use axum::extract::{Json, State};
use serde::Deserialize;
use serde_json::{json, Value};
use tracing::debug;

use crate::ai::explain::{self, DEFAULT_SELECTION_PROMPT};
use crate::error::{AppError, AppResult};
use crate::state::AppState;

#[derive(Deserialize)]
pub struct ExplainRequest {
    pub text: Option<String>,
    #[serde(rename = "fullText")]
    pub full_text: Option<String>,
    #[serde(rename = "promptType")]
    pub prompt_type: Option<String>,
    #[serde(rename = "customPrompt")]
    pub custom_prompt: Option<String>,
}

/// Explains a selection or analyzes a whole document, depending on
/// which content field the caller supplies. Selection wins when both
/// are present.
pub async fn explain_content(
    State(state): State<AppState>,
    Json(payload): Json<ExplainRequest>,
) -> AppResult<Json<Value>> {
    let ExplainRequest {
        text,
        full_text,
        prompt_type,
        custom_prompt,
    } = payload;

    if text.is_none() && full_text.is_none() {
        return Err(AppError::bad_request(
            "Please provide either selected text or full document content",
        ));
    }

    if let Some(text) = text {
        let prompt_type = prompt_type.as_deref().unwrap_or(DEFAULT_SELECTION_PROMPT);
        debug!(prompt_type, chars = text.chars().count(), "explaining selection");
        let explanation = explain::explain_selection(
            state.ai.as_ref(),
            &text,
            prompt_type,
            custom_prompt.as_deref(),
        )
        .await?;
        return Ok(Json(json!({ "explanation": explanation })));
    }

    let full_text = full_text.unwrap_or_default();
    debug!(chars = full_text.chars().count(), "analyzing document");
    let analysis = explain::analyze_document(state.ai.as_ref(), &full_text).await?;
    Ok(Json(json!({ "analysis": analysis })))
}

*****

WHAT YOU WILL DO:
From the listing, copy every line where the string "chars" appears.

TASK OUTPUT:
        debug!(prompt_type, chars = text.chars().count(), "explaining selection");
    debug!(chars = full_text.chars().count(), "analyzing document");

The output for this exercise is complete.